Intravenous Vitamin C could Fight Cancer

By Cheri Cheng | Update Date: Feb 06, 2014 11:22 AM EST

According to a new study, combining vitamin C intravenously with chemotherapy could improve cancer treatment. The researchers from the University of Kansas experimented vitamin C on human cells and mice models, and discovered that vitamin C helped kill cancerous cells without destroying healthy cells.

"There's been a bias since the late 1970s that vitamin C cancer treatment is worthless and a waste of time," the authors wrote according to the Los Angeles Times. "We're overcoming that old bias."

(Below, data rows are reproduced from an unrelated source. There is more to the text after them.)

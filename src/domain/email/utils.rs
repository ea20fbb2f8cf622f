// notimail-lib, a Rust library for build notification emails.
// Copyright (C) 2022  soywod <clement.douin@posteo.net>
//
// This program is free software: you can redistribute it and/or modify
// it under the terms of the GNU Affero General Public License as published by
// the Free Software Foundation, either version 3 of the License, or
// (at your option) any later version.
//
// This program is distributed in the hope that it will be useful,
// but WITHOUT ANY WARRANTY; without even the implied warranty of
// MERCHANTABILITY or FITNESS FOR A PARTICULAR PURPOSE.  See the
// GNU Affero General Public License for more details.
//
// You should have received a copy of the GNU Affero General Public License
// along with this program.  If not, see <https://www.gnu.org/licenses/>.

use base64::{engine::general_purpose::STANDARD, Engine as _};
use chrono::{DateTime, TimeZone};
use encoding_rs::{Encoding, UTF_8};
use std::{borrow::Cow, fmt::Display, ops::RangeInclusive};

/// Line separator of composed bodies.
pub const LF: &str = "\r\n";
/// Maximum length of a body line before it gets folded.
pub const LINE_LENGTH: usize = 76;
pub const SIGNATURE_DELIM: &str = "-- ";
/// Maximum length of an RFC 2047 encoded word.
pub const ENCODED_WORD_LENGTH: usize = 75;

/// Formats a date the RFC 2822 way, independently from the locale:
/// `Www, D Mon YYYY hh:mm:ss +ZZZZ`.
pub fn format_mail_date<Tz>(date: &DateTime<Tz>) -> String
where
    Tz: TimeZone,
    Tz::Offset: Display,
{
    date.format("%a, %-d %b %Y %H:%M:%S %z").to_string()
}

fn encoding(charset: &str) -> Option<&'static Encoding> {
    Encoding::for_label(charset.trim().as_bytes())
}

/// Represents an IANA charset that WHATWG labels alias to one of its
/// Windows supersets. Bytes in `excluded` only exist in the superset.
struct Subset {
    name: &'static str,
    labels: &'static [&'static str],
    excluded: RangeInclusive<u8>,
}

static SUBSETS: [Subset; 3] = [
    Subset {
        name: "US-ASCII",
        labels: &["us-ascii", "ascii", "ansi_x3.4-1968", "iso646-us", "us", "csascii"],
        excluded: 0x80..=0xFF,
    },
    Subset {
        name: "ISO-8859-1",
        labels: &[
            "iso-8859-1",
            "iso8859-1",
            "iso88591",
            "iso_8859-1",
            "iso_8859-1:1987",
            "iso-ir-100",
            "latin1",
            "l1",
            "cp819",
            "ibm819",
            "csisolatin1",
        ],
        excluded: 0x80..=0x9F,
    },
    Subset {
        name: "ISO-8859-9",
        labels: &[
            "iso-8859-9",
            "iso8859-9",
            "iso88599",
            "iso_8859-9",
            "iso_8859-9:1989",
            "iso-ir-148",
            "latin5",
            "l5",
            "csisolatin5",
        ],
        excluded: 0x80..=0x9F,
    },
];

fn subset(charset: &str) -> Option<&'static Subset> {
    let charset = charset.trim();
    SUBSETS
        .iter()
        .find(|subset| subset.labels.iter().any(|l| l.eq_ignore_ascii_case(charset)))
}

/// Returns the MIME name of the given charset, or the charset itself
/// if it is unknown.
pub fn mime_charset(charset: &str) -> String {
    if let Some(subset) = subset(charset) {
        return subset.name.to_owned();
    }

    encoding(charset)
        .map(|enc| enc.output_encoding().name().to_owned())
        .unwrap_or_else(|| charset.to_owned())
}

/// Checks that the given text can be represented in the charset. An
/// unknown charset cannot represent anything.
pub fn can_encode(text: &str, charset: &str) -> bool {
    let (bytes, _, unmappable) = match encoding(charset) {
        Some(enc) => enc.encode(text),
        None => return false,
    };

    match subset(charset) {
        _ if unmappable => false,
        Some(subset) => !bytes.iter().any(|b| subset.excluded.contains(b)),
        None => true,
    }
}

/// Encodes the text into the charset, using UTF-8 when the charset is
/// unknown.
pub fn encode<'a>(text: &'a str, charset: &str) -> Cow<'a, [u8]> {
    encoding(charset).unwrap_or(UTF_8).encode(text).0
}

/// Decodes bytes from the charset, sniffing a BOM first and using
/// UTF-8 when the charset is unknown.
pub fn decode(bytes: &[u8], charset: &str) -> String {
    encoding(charset)
        .unwrap_or(UTF_8)
        .decode(bytes)
        .0
        .into_owned()
}

/// Encodes the text as RFC 2047 `B` encoded words of the charset, or
/// of UTF-8 when the charset cannot represent the text. Words are
/// separated by a folding whitespace.
pub fn encode_words(text: &str, charset: &str) -> String {
    let charset = if can_encode(text, charset) {
        mime_charset(charset)
    } else {
        UTF_8.name().to_owned()
    };

    // each group of 3 bytes takes 4 base64 chars
    let max_bytes = (ENCODED_WORD_LENGTH.saturating_sub(charset.len() + 7) / 4 * 3).max(3);
    let encoded_word = |bytes: &[u8]| format!("=?{}?B?{}?=", charset, STANDARD.encode(bytes));

    let mut words = Vec::new();
    let mut word = Vec::new();
    let mut buf = [0; 4];
    for c in text.chars() {
        let bytes = encode(c.encode_utf8(&mut buf), &charset);
        if !word.is_empty() && word.len() + bytes.len() > max_bytes {
            words.push(encoded_word(&word));
            word.clear();
        }
        word.extend_from_slice(&bytes);
    }
    if !word.is_empty() {
        words.push(encoded_word(&word));
    }

    words.join("\r\n ")
}

/// Folds every line of the text so that it fits [`LINE_LENGTH`].
/// Lines are cut before a whitespace, which starts the continuation
/// line. Lines are joined with [`LF`], trailing whitespace of the
/// whole text is removed.
pub fn fold(text: &str) -> String {
    text.trim_end()
        .split('\n')
        .map(|line| fold_line(line.strip_suffix('\r').unwrap_or(line)))
        .collect::<Vec<_>>()
        .join(LF)
}

fn fold_line(line: &str) -> String {
    let is_space = |c: char| c == ' ' || c == '\t';
    let mut folded = String::with_capacity(line.len());
    let mut rest = line;

    while rest.chars().count() > LINE_LENGTH {
        let limit = rest
            .char_indices()
            .nth(LINE_LENGTH)
            .map(|(i, _)| i)
            .unwrap_or(rest.len());

        // words longer than a line are cut at the next whitespace
        let cut = rest[..limit]
            .rfind(is_space)
            .filter(|&i| i > 0)
            .or_else(|| rest[limit..].find(is_space).map(|i| i + limit));

        match cut {
            Some(i) => {
                folded.push_str(&rest[..i]);
                folded.push_str(LF);
                rest = &rest[i..];
            }
            None => break,
        }
    }

    folded.push_str(rest);
    folded
}
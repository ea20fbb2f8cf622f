pub mod delivery;
pub use delivery::{Delivery, DeliveryOutcome, Error, Result};
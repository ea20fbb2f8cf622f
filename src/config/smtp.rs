// notimail-lib, a Rust library for build notification emails.
// Copyright (C) 2022  soywod <clement.douin@posteo.net>
//
// This program is free software: you can redistribute it and/or modify
// it under the terms of the GNU Affero General Public License as published by
// the Free Software Foundation, either version 3 of the License, or
// (at your option) any later version.
//
// This program is distributed in the hope that it will be useful,
// but WITHOUT ANY WARRANTY; without even the implied warranty of
// MERCHANTABILITY or FITNESS FOR A PARTICULAR PURPOSE.  See the
// GNU Affero General Public License for more details.
//
// You should have received a copy of the GNU Affero General Public License
// along with this program.  If not, see <https://www.gnu.org/licenses/>.

//! SMTP config module.
//!
//! This module contains the representation of the SMTP server the
//! notification email is sent through.

use lettre::transport::smtp::authentication::Credentials as SmtpCredentials;
use serde::Deserialize;
use thiserror::Error;

use crate::process;

pub const DEFAULT_SMTP_HOST: &str = "localhost";
pub const DEFAULT_SMTP_PORT: u16 = 25;

#[derive(Debug, Error)]
pub enum SmtpConfigError {
    #[error("cannot get smtp password")]
    GetPasswdError(#[source] process::Error),
    #[error("cannot get smtp password: password is empty")]
    GetPasswdEmptyError,
}

/// Represents the SMTP sender config.
#[derive(Debug, Clone, Eq, PartialEq, Deserialize)]
#[serde(default)]
pub struct SmtpConfig {
    /// Represents the SMTP server host.
    pub host: String,
    /// Represents the SMTP server port.
    pub port: u16,
    /// Enables TLS.
    pub ssl: Option<bool>,
    /// Enables StartTLS.
    pub starttls: Option<bool>,
    /// Trusts any certificate.
    pub insecure: Option<bool>,
    /// Represents the SMTP server login. No authentication happens
    /// without it.
    pub login: Option<String>,
    /// Represents the SMTP password command.
    pub passwd_cmd: Option<String>,
}

impl Default for SmtpConfig {
    fn default() -> Self {
        Self {
            host: DEFAULT_SMTP_HOST.into(),
            port: DEFAULT_SMTP_PORT,
            ssl: None,
            starttls: None,
            insecure: None,
            login: None,
            passwd_cmd: None,
        }
    }
}

impl SmtpConfig {
    /// Builds the SMTP credentials, if a login is configured.
    pub fn credentials(&self) -> Result<Option<SmtpCredentials>, SmtpConfigError> {
        let login = match self.login.as_deref() {
            Some(login) if !login.trim().is_empty() => login,
            _ => return Ok(None),
        };

        let passwd = match self.passwd_cmd.as_deref() {
            Some(cmd) => process::run(cmd).map_err(SmtpConfigError::GetPasswdError)?,
            None => String::new(),
        };
        let passwd = passwd
            .lines()
            .next()
            .filter(|passwd| !passwd.is_empty())
            .ok_or(SmtpConfigError::GetPasswdEmptyError)?;

        Ok(Some(SmtpCredentials::new(
            login.to_owned(),
            passwd.to_owned(),
        )))
    }

    pub fn ssl(&self) -> bool {
        self.ssl.unwrap_or_default()
    }

    pub fn starttls(&self) -> bool {
        self.starttls.unwrap_or_default()
    }

    pub fn insecure(&self) -> bool {
        self.insecure.unwrap_or_default()
    }
}
// notimail-lib, a Rust library for build notification emails.
// Copyright (C) 2022  soywod <clement.douin@posteo.net>
//
// This program is free software: you can redistribute it and/or modify
// it under the terms of the GNU Affero General Public License as published by
// the Free Software Foundation, either version 3 of the License, or
// (at your option) any later version.
//
// This program is distributed in the hope that it will be useful,
// but WITHOUT ANY WARRANTY; without even the implied warranty of
// MERCHANTABILITY or FITNESS FOR A PARTICULAR PURPOSE.  See the
// GNU Affero General Public License for more details.
//
// You should have received a copy of the GNU Affero General Public License
// along with this program.  If not, see <https://www.gnu.org/licenses/>.

//! SMTP module.
//!
//! This module contains the representation of the SMTP email sender.

use lettre::{
    transport::smtp::{
        client::{Tls, TlsParameters},
        SmtpTransport,
    },
    Transport,
};
use log::debug;
use std::result;
use thiserror::Error;

use crate::{sender, OutgoingMessage, Sender, SmtpConfig, SmtpConfigError};

#[derive(Debug, Error)]
pub enum Error {
    #[error("cannot build smtp transport relay")]
    BuildTransportRelayError(#[source] lettre::transport::smtp::Error),
    #[error("cannot build smtp tls parameters")]
    BuildTlsParamsError(#[source] lettre::transport::smtp::Error),
    #[error("cannot send email")]
    SendError(#[source] lettre::transport::smtp::Error),

    #[error(transparent)]
    SmtpConfigError(#[from] SmtpConfigError),
}

pub type Result<T> = result::Result<T, Error>;

pub struct Smtp<'a> {
    config: &'a SmtpConfig,
    transport: Option<SmtpTransport>,
}

impl<'a> Smtp<'a> {
    pub fn new(config: &'a SmtpConfig) -> Self {
        Self {
            config,
            transport: None,
        }
    }

    fn build_transport(&self) -> Result<SmtpTransport> {
        debug!(
            "building smtp transport for {}:{}",
            self.config.host, self.config.port
        );

        let builder = if self.config.ssl() {
            let tls = TlsParameters::builder(self.config.host.to_owned())
                .dangerous_accept_invalid_hostnames(self.config.insecure())
                .dangerous_accept_invalid_certs(self.config.insecure())
                .build()
                .map_err(Error::BuildTlsParamsError)?;

            if self.config.starttls() {
                SmtpTransport::starttls_relay(&self.config.host)
                    .map_err(Error::BuildTransportRelayError)?
                    .tls(Tls::Required(tls))
            } else {
                SmtpTransport::relay(&self.config.host)
                    .map_err(Error::BuildTransportRelayError)?
                    .tls(Tls::Wrapper(tls))
            }
        } else {
            SmtpTransport::relay(&self.config.host)
                .map_err(Error::BuildTransportRelayError)?
                .tls(Tls::None)
        };

        let builder = builder.port(self.config.port);
        let builder = match self.config.credentials()? {
            Some(credentials) => builder.credentials(credentials),
            None => builder,
        };

        Ok(builder.build())
    }

    fn transport(&mut self) -> Result<&SmtpTransport> {
        let transport = match self.transport.take() {
            Some(transport) => transport,
            None => self.build_transport()?,
        };
        Ok(self.transport.insert(transport))
    }
}

impl<'a> Sender for Smtp<'a> {
    fn send(&mut self, email: &OutgoingMessage) -> sender::Result<Vec<u8>> {
        let sendable = email.to_sendable()?;
        let raw_email = sendable.formatted();

        let response = self
            .transport()?
            .send(&sendable)
            .map_err(Error::SendError)?;
        debug!("smtp server response: {:?}", response);

        Ok(raw_email)
    }
}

For this study, investigator Dr. Jeanne Drisko and colleagues first exposed human ovarian cancer cells to vitamin C within a laboratory setting. They discovered that the vitamin C caused DNA damage, which killed the cancer cells but left the healthy, normal cells untouched. The researchers then administered vitamin C intravenously to mice with ovarian cancer. The team noted that vitamin C appeared to strengthen the chemotherapy's effect on the tumors. The tumors either stopped growing or started getting smaller.

"In cell tissue and animal models of cancer, we saw when you add IV vitamin C it seems to augment the killing effect of chemotherapy drugs on cancer cells," said Drisko, director of integrative medicine at the University of Kansas Medical Center.

The team went on to conduct a pilot phase clinical trial and recruited 27 patients diagnosed with stage III or stage IV ovarian cancer. Some of the patients were given vitamin C intravenously with their usual chemotherapy treatment. These patients reported less toxicity in the brain, bone marrow and other major organs. The researchers also found that these patients lived around 8.75 months longer in comparison to the patients who only had chemotherapy.

"If you can get your blood levels of vitamin C very high, it gets driven into the space around the cancer cells," Drisko said according to HealthDay reported by Philly. "In that space, it's converted into hydrogen peroxide. It's very similar to what our white blood cells do. They create hydrogen peroxide to fight infection."

Even though the findings were promising, critics stated that the sample size was too small. More research would have to be conducted in a larger group of people in order to determine if intravenous vitamin C could be used with chemotherapy. The study was published in Science Translational Medicine.